* [Task prompt]:
For the records below, tally the lines that include the word "crate" and report the number alone.

* [Provided data]:
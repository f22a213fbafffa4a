//! Output streams
//!
//! A processed record produces a handful of [`Emission`]s, one per derived
//! stream. They are handed to an [`EmissionSink`] only after the record's
//! state transaction has committed.

use serde_json::{json, Value};
use std::io::Write;
use std::sync::Mutex;
use tracing::info;

use crate::error::ProcessError;
use crate::types::{DailyStepAggregate, NotificationRecord, WeeklySignal};

pub const DAILY_TOPIC: &str = "user-steps-daily";
pub const LATEST_DAILY_TOPIC: &str = "user-steps-latest";
pub const WEEKLY_SIGNAL_TOPIC: &str = "user-steps-7-days-aggregated";
pub const NOTIFICATION_TOPIC: &str = "user-notifications";

/// One record on one output stream
#[derive(Debug, Clone, PartialEq)]
pub enum Emission {
    /// Every update of a daily window
    DailyAggregate(DailyStepAggregate),
    /// Last-write-wins projection of the user's most recent daily aggregate
    LatestDaily(DailyStepAggregate),
    WeeklySignal {
        user_id: String,
        signal: WeeklySignal,
    },
    Notification(NotificationRecord),
}

impl Emission {
    pub fn topic(&self) -> &'static str {
        match self {
            Emission::DailyAggregate(_) => DAILY_TOPIC,
            Emission::LatestDaily(_) => LATEST_DAILY_TOPIC,
            Emission::WeeklySignal { .. } => WEEKLY_SIGNAL_TOPIC,
            Emission::Notification(_) => NOTIFICATION_TOPIC,
        }
    }

    pub fn key(&self) -> &str {
        match self {
            Emission::DailyAggregate(agg) | Emission::LatestDaily(agg) => &agg.user_id,
            Emission::WeeklySignal { user_id, .. } => user_id,
            Emission::Notification(record) => &record.user_id,
        }
    }

    pub fn value(&self) -> Result<Value, ProcessError> {
        let value = match self {
            Emission::DailyAggregate(agg) | Emission::LatestDaily(agg) => serde_json::to_value(agg)?,
            Emission::WeeklySignal { signal, .. } => serde_json::to_value(signal)?,
            Emission::Notification(record) => serde_json::to_value(record)?,
        };
        Ok(value)
    }

    /// `{"topic","key","value"}` envelope
    pub fn to_json(&self) -> Result<Value, ProcessError> {
        Ok(json!({
            "topic": self.topic(),
            "key": self.key(),
            "value": self.value()?,
        }))
    }
}

/// Receives committed emissions
pub trait EmissionSink: Send + Sync {
    fn deliver(&self, emissions: &[Emission]) -> Result<(), ProcessError>;
}

/// Logs notifications through `tracing`; other streams are ignored
#[derive(Debug, Default)]
pub struct NotificationLogSink;

impl EmissionSink for NotificationLogSink {
    fn deliver(&self, emissions: &[Emission]) -> Result<(), ProcessError> {
        for emission in emissions {
            if let Emission::Notification(record) = emission {
                info!(
                    user_id = %record.user_id,
                    notification_id = %record.notification_id,
                    payload = %record.payload,
                    "notification"
                );
            }
        }
        Ok(())
    }
}

/// Writes emissions as NDJSON lines, optionally restricted to some topics
pub struct NdjsonSink<W: Write + Send> {
    writer: Mutex<W>,
    topics: Option<Vec<String>>,
}

impl<W: Write + Send> NdjsonSink<W> {
    pub fn new(writer: W) -> Self {
        Self {
            writer: Mutex::new(writer),
            topics: None,
        }
    }

    /// Only write emissions whose topic is listed
    pub fn with_topics(mut self, topics: Vec<String>) -> Self {
        self.topics = if topics.is_empty() { None } else { Some(topics) };
        self
    }

    pub fn into_inner(self) -> W {
        match self.writer.into_inner() {
            Ok(writer) => writer,
            Err(poisoned) => poisoned.into_inner(),
        }
    }

    fn accepts(&self, topic: &str) -> bool {
        self.topics
            .as_ref()
            .map_or(true, |topics| topics.iter().any(|t| t == topic))
    }
}

impl<W: Write + Send> EmissionSink for NdjsonSink<W> {
    fn deliver(&self, emissions: &[Emission]) -> Result<(), ProcessError> {
        let mut writer = match self.writer.lock() {
            Ok(guard) => guard,
            Err(poisoned) => poisoned.into_inner(),
        };
        for emission in emissions.iter().filter(|e| self.accepts(e.topic())) {
            serde_json::to_writer(&mut *writer, &emission.to_json()?)?;
            writer.write_all(b"\n")?;
        }
        writer.flush()?;
        Ok(())
    }
}

/// Delivers to several sinks in order
#[derive(Default)]
pub struct FanoutSink {
    sinks: Vec<Box<dyn EmissionSink>>,
}

impl FanoutSink {
    pub fn new() -> Self {
        Self::default()
    }

    pub fn with(mut self, sink: impl EmissionSink + 'static) -> Self {
        self.sinks.push(Box::new(sink));
        self
    }
}

impl EmissionSink for FanoutSink {
    fn deliver(&self, emissions: &[Emission]) -> Result<(), ProcessError> {
        for sink in &self.sinks {
            sink.deliver(emissions)?;
        }
        Ok(())
    }
}

/// Collects emissions in memory
#[derive(Debug, Default)]
pub struct MemorySink {
    emissions: Mutex<Vec<Emission>>,
}

impl MemorySink {
    pub fn new() -> Self {
        Self::default()
    }

    pub fn take(&self) -> Vec<Emission> {
        match self.emissions.lock() {
            Ok(mut guard) => std::mem::take(&mut *guard),
            Err(poisoned) => std::mem::take(&mut *poisoned.into_inner()),
        }
    }

    pub fn notifications(&self) -> Vec<NotificationRecord> {
        let guard = match self.emissions.lock() {
            Ok(guard) => guard,
            Err(poisoned) => poisoned.into_inner(),
        };
        guard
            .iter()
            .filter_map(|e| match e {
                Emission::Notification(record) => Some(record.clone()),
                _ => None,
            })
            .collect()
    }
}

impl EmissionSink for MemorySink {
    fn deliver(&self, emissions: &[Emission]) -> Result<(), ProcessError> {
        let mut guard = match self.emissions.lock() {
            Ok(guard) => guard,
            Err(poisoned) => poisoned.into_inner(),
        };
        guard.extend_from_slice(emissions);
        Ok(())
    }
}

impl<S: EmissionSink + ?Sized> EmissionSink for std::sync::Arc<S> {
    fn deliver(&self, emissions: &[Emission]) -> Result<(), ProcessError> {
        (**self).deliver(emissions)
    }
}

#[cfg(test)]
mod tests {
    use super::*;
    use chrono::{TimeZone, Utc};
    use crate::types::DailyLabel;

    fn aggregate() -> DailyStepAggregate {
        DailyStepAggregate {
            user_id: "u1".to_string(),
            steps: 2000,
            window_start: Utc.with_ymd_and_hms(2024, 1, 15, 0, 0, 0).unwrap(),
            label: DailyLabel::Medium,
        }
    }

    #[test]
    fn test_weekly_signal_value_is_plain_string() {
        let emission = Emission::WeeklySignal {
            user_id: "u1".to_string(),
            signal: WeeklySignal::Insufficient,
        };
        let line = emission.to_json().unwrap();
        assert_eq!(line["topic"], "user-steps-7-days-aggregated");
        assert_eq!(line["key"], "u1");
        assert_eq!(line["value"], "");
    }

    #[test]
    fn test_ndjson_sink_filters_topics() {
        let sink = NdjsonSink::new(Vec::new()).with_topics(vec![DAILY_TOPIC.to_string()]);
        sink.deliver(&[
            Emission::DailyAggregate(aggregate()),
            Emission::LatestDaily(aggregate()),
        ])
        .unwrap();

        let out = String::from_utf8(sink.into_inner()).unwrap();
        let lines: Vec<&str> = out.lines().collect();
        assert_eq!(lines.len(), 1);
        let parsed: Value = serde_json::from_str(lines[0]).unwrap();
        assert_eq!(parsed["value"]["steps"], 2000);
        assert_eq!(parsed["value"]["label"], "medium");
    }

    #[test]
    fn test_fanout_reaches_every_sink() {
        let first = std::sync::Arc::new(MemorySink::new());
        let second = std::sync::Arc::new(MemorySink::new());
        let fanout = FanoutSink::new().with(first.clone()).with(second.clone());

        fanout
            .deliver(&[Emission::LatestDaily(aggregate())])
            .unwrap();
        assert_eq!(first.take().len(), 1);
        assert_eq!(second.take().len(), 1);
    }
}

* [Completed task]:
3